For as long as I can remember, my life has been defined by music--from the earliest lullabies my mother or my yaya used to sing to me, to the film scores, to the classic tales of love from my Lolo's vinyl records, to almost anything that pleases me.

I tried a string of musical instruments, but like any attempt which is done half-heartedly I ended up failing. My first was the harmonica. I then did the keyboard/organ, the guitar, the trumpet, the xylophone, the flute, among others until such time I found myself playing the piano.

But I grew impatient. Not listening to mentors. settled with no instrument and begged my ears won't stop appreciating music instead since I myself can't pluck a tune or push a key.

When I realized that I am not as good as Mozart nor Beethoven (yes, I used to listen to classical music before 1995), I continued compiling records as in cassette tapes which I started way back when I was just 6. You would have imagined how huge my library would be right now if I still have them. Sadly, on that fateful day in 1995, everything in our home got washed out because of the flash flood. It was sudden. And several hours later, my photos, my books, my PC--all my belongings were pulled out of the house by the firemen who came and shoved out all the dirt, silt, grime, whatever-you-call-it out of the house, off the wall, into the veranda.

Soon after that, I realized how much I've lost. Starting that day, every piece of me was taken away one by one. It was not until during my third year in high school that I realized that I was losing myself. I no longer loved music as much as I did. I tried, but I learned how to be a conformist. My preference was already dictated by popular music. From being an aggressive little twit, I grew up to be a shadow, an invisible ghost.

But it was also that time when I started gaining friends. Funny, I used to think people are like pawns--they are dispensable; that their existence is nothing more but to supplement mine. Yes, I was a bit egotistical, but like every villain who learns how to love--my friends became my weakness. It was then that I realized that the milestones in my life is marked by the people I am with, and not by my achievements.
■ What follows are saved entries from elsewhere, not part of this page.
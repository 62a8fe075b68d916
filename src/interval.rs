/// A CNV call held in the interval pool, either read from an input source or
/// produced by merging two overlapping calls.
///
/// ## Field interpretation:
/// - `source_mask`: one bit per contributing source (bit 0 proband, bit 1 father, bit 2 mother)
/// - `merge_target`: id of the interval this one was absorbed into, `None` while active
/// - `rank`: 1 for raw calls, `max(parent ranks) + 1` for merged calls
/// - `detail`: source rows of every raw call in the lineage, joined by [`DETAIL_SEPARATOR`]
#[derive(Debug, Clone, PartialEq)]
pub struct CnvInterval {
    pub(crate) id: usize,
    pub(crate) chromosome: String,
    pub(crate) start: i32,
    pub(crate) end: i32,
    pub(crate) source_mask: SourceMask,
    pub(crate) rank: u32,
    pub(crate) detail: String,
    pub(crate) merge_target: Option<usize>,
}

/// Separator placed between the details of two merged parents
pub const DETAIL_SEPARATOR: &str = "<br>";

impl CnvInterval {
    /// Build a raw call from the first three fields of an input row.
    /// The row is kept verbatim in the detail, prefixed with the source mask.
    pub fn raw(
        chromosome: &str,
        start: i32,
        end: i32,
        source_mask: SourceMask,
        fields: &[&str],
    ) -> Self {
        Self {
            id: 0,
            chromosome: chromosome.to_string(),
            start,
            end,
            source_mask,
            rank: 1,
            detail: format!("{}\t{}", source_mask, fields.join("\t")),
            merge_target: None,
        }
    }

    pub fn id(&self) -> usize {
        self.id
    }

    pub fn chromosome(&self) -> &str {
        &self.chromosome
    }

    pub fn start(&self) -> i32 {
        self.start
    }

    pub fn end(&self) -> i32 {
        self.end
    }

    /// Length of the half-open interval; inverted intervals count as empty.
    /// Computed in `i64` so far-apart coordinates cannot overflow.
    pub fn len(&self) -> i64 {
        (i64::from(self.end) - i64::from(self.start)).max(0)
    }

    pub fn is_empty(&self) -> bool {
        self.len() == 0
    }

    pub fn source_mask(&self) -> SourceMask {
        self.source_mask
    }

    pub fn rank(&self) -> u32 {
        self.rank
    }

    pub fn detail(&self) -> &str {
        &self.detail
    }

    pub fn merge_target(&self) -> Option<usize> {
        self.merge_target
    }

    pub fn is_retired(&self) -> bool {
        self.merge_target.is_some()
    }

    /// Combine two overlapping calls into the interval that absorbs them.
    /// The returned interval has no id yet; the pool assigns one on append.
    pub(crate) fn merged(a: &CnvInterval, b: &CnvInterval) -> Self {
        debug_assert_eq!(
            a.chromosome, b.chromosome,
            "merging intervals on different chromosomes"
        );
        let mut detail =
            String::with_capacity(a.detail.len() + DETAIL_SEPARATOR.len() + b.detail.len());
        detail.push_str(&a.detail);
        detail.push_str(DETAIL_SEPARATOR);
        detail.push_str(&b.detail);

        Self {
            id: 0,
            chromosome: a.chromosome.clone(),
            start: a.start.min(b.start),
            end: a.end.max(b.end),
            source_mask: a.source_mask | b.source_mask,
            rank: a.rank.max(b.rank) + 1,
            detail,
            merge_target: None,
        }
    }
}

/// Bitmask over the three contributing sources
#[derive(Default, PartialEq, Eq, Hash, Clone, Copy, Debug, PartialOrd, Ord)]
pub struct SourceMask(u8);

impl SourceMask {
    pub const PROBAND: SourceMask = SourceMask(0b001);
    pub const FATHER: SourceMask = SourceMask(0b010);
    pub const MOTHER: SourceMask = SourceMask(0b100);

    /// Bits a mask may use
    pub const ALL: SourceMask = SourceMask(0b111);

    pub fn new(bits: u8) -> Self {
        SourceMask(bits)
    }

    pub fn bits(&self) -> u8 {
        self.0
    }

    /// True if every bit of `other` is also set in `self`
    pub fn contains(&self, other: SourceMask) -> bool {
        self.0 & other.0 == other.0
    }

    pub fn intersects(&self, other: SourceMask) -> bool {
        self.0 & other.0 != 0
    }
}

impl std::ops::BitOr for SourceMask {
    type Output = SourceMask;

    fn bitor(self, rhs: SourceMask) -> SourceMask {
        SourceMask(self.0 | rhs.0)
    }
}

impl std::ops::BitOrAssign for SourceMask {
    fn bitor_assign(&mut self, rhs: SourceMask) {
        self.0 |= rhs.0;
    }
}

// Rendered as a fixed-width 3-bit binary string, e.g. "011"
impl std::fmt::Display for SourceMask {
    fn fmt(&self, f: &mut std::fmt::Formatter<'_>) -> std::fmt::Result {
        write!(f, "{:03b}", self.0)
    }
}

/// The three inputs of a trio analysis
#[derive(PartialEq, Eq, Clone, Copy, Debug)]
#[repr(usize)]
pub enum Source {
    Proband = 0,
    Father = 1,
    Mother = 2,
}

impl Source {
    pub const ALL: [Source; 3] = [Source::Proband, Source::Father, Source::Mother];

    pub fn index(self) -> usize {
        self as usize
    }
}

impl std::fmt::Display for Source {
    fn fmt(&self, f: &mut std::fmt::Formatter<'_>) -> std::fmt::Result {
        match self {
            Source::Proband => write!(f, "proband"),
            Source::Father => write!(f, "father"),
            Source::Mother => write!(f, "mother"),
        }
    }
}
Yes, I miss my friends. I miss those afternoons with ourselves scattered about in the sala, or in my bedroom, or at my house in Eroreco. I miss the nights when all we did was talk till the wee hours while gulping a bottle of beer. Those early morning wakefulness to buy some pieces of pan de sal, have coffee with Andy, wait for Jessie to come by, stop Sonny's cell phone from screaming, wait for Meko's return home, Pani's occasional visits.

Then the afternoon would come and Hannah would call up, driving by with Sol and Raph to go to Claire's and visit Bianca. There were times when Pammy and Jed and Armi would pick me up to go some place else.

Of course, there were my never-before-seen friends. Nicole tops the list, there's Edison, Ai, Moi, and Ryan. And how can I forget? Jong and Dave, my rather Bohemian slash goth friends.

I don't have any more time to blog off, so I'll stop here.